Q:If the bullet leaves the muzzle at a speed of 500 m/s, what is the final speed of the man?

I don't know how to set this up, help?

Conservation of momentum applies. Momentum of bullet +momentum man=0

To solve this problem, we can apply the principle of conservation of momentum. According to this principle, the total momentum before an event is equal to the total momentum after the event, provided no external forces are acting on the system.

Here's how you can set up the problem:

1. Identify the relevant quantities:
- Mass of the man and the rifle, m1 = 70 kg
- Mass of the bullet, m2 = 10 g = 0.01 kg
- Initial velocity of the bullet, v2(initial) = 0 m/s (since it starts from rest)
- Final velocity of the bullet, v2(final) = 500 m/s (given)
- Initial velocity of the man and the rifle, v1(initial) = ?
- Final velocity of the man and the rifle, v1(final) = ? (unknown)

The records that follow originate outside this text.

use serde::Deserialize;
use serde_json::{Map, Value};

/// A raw node record as delivered by the scan backend.
#[derive(Clone, Debug, Default, PartialEq, Deserialize)]
pub struct GraphNode {
	pub id: String,
	#[serde(default)]
	pub label: String,
	#[serde(default = "unknown_type", rename = "type")]
	pub kind: String,
	#[serde(default)]
	pub attributes: Map<String, Value>,
}

/// A raw edge record. Accepts both the dashboard field names and the
/// `from`/`to` names used by the backend export.
#[derive(Clone, Debug, Default, PartialEq, Deserialize)]
pub struct GraphEdge {
	#[serde(alias = "sourceId", alias = "from")]
	pub source: String,
	#[serde(alias = "targetId", alias = "to")]
	pub target: String,
	#[serde(
		default = "connected",
		alias = "relationshipLabel",
		alias = "relationship"
	)]
	pub label: String,
	#[serde(default)]
	pub strength: Option<f64>,
}

/// A whole scan graph: node records plus the edges between them.
#[derive(Clone, Debug, Default, PartialEq, Deserialize)]
pub struct GraphData {
	#[serde(default)]
	pub nodes: Vec<GraphNode>,
	#[serde(default, alias = "links")]
	pub edges: Vec<GraphEdge>,
}

fn unknown_type() -> String {
	"unknown".into()
}

fn connected() -> String {
	"connected".into()
}

impl GraphData {
	/// Parse the `{ "nodes": [...], "edges": [...] }` payload of a scan result.
	pub fn from_json(payload: &str) -> serde_json::Result<Self> {
		serde_json::from_str(payload)
	}
}

#[cfg(test)]
impl GraphNode {
	pub fn new(id: impl Into<String>, label: impl Into<String>, kind: impl Into<String>) -> Self {
		Self {
			id: id.into(),
			label: label.into(),
			kind: kind.into(),
			attributes: Map::new(),
		}
	}

	pub fn with_attribute(mut self, key: impl Into<String>, value: impl Into<Value>) -> Self {
		self.attributes.insert(key.into(), value.into());
		self
	}
}

#[cfg(test)]
impl GraphEdge {
	pub fn new(
		source: impl Into<String>,
		target: impl Into<String>,
		label: impl Into<String>,
	) -> Self {
		Self {
			source: source.into(),
			target: target.into(),
			label: label.into(),
			strength: None,
		}
	}
}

2. Apply the principle of conservation of momentum:
According to the principle of conservation of momentum, the total initial momentum should equal the total final momentum.
Mathematically, m1.v1(initial) + m2.v2(initial) = m1.v1(final) + m2.v2(final)

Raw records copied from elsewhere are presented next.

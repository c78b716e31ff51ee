//! Browser entry point: mounts the scan graph app.

use intel_graph_canvas::{App, init_logging};

fn main() {
	init_logging();
	leptos::mount::mount_to_body(App);
}
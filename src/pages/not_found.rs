use leptos::prelude::*;

/// 404 Not Found Page
#[component]
pub fn NotFound() -> impl IntoView {
	view! { <h1>"Uh oh!" <br /> "We couldn't find that page!"</h1> }
}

3. Solve for the final velocity of the man:
Rearrange the momentum conservation equation to solve for v1(final):
m1.v1(initial) + m2.v2(initial) = m1.v1(final) + m2.v2(final)
v1(final) = (m1.v1(initial) + m2.v2(initial) - m2.v2(final)) / m1

4. Substitute the given values and solve:
v1(final) = (70 kg * v1(initial) + 0.01 kg * 0 m/s - 0.01 kg * 500 m/s) / 70 kg

Since the bullet starts from rest, its initial velocity is 0 m/s. Substituting this value into the equation, we get:
v1(final) = (70 kg * v1(initial) - 0.01 kg * 500 m/s) / 70 kg

v1(final) = v1(initial) - (0.01 kg * 500 m/s) / 70 kg

v1(final) = v1(initial) - 0.00714285714 m/s

So, the final speed of the man will be equal to his initial speed minus 0.00714285714 m/s.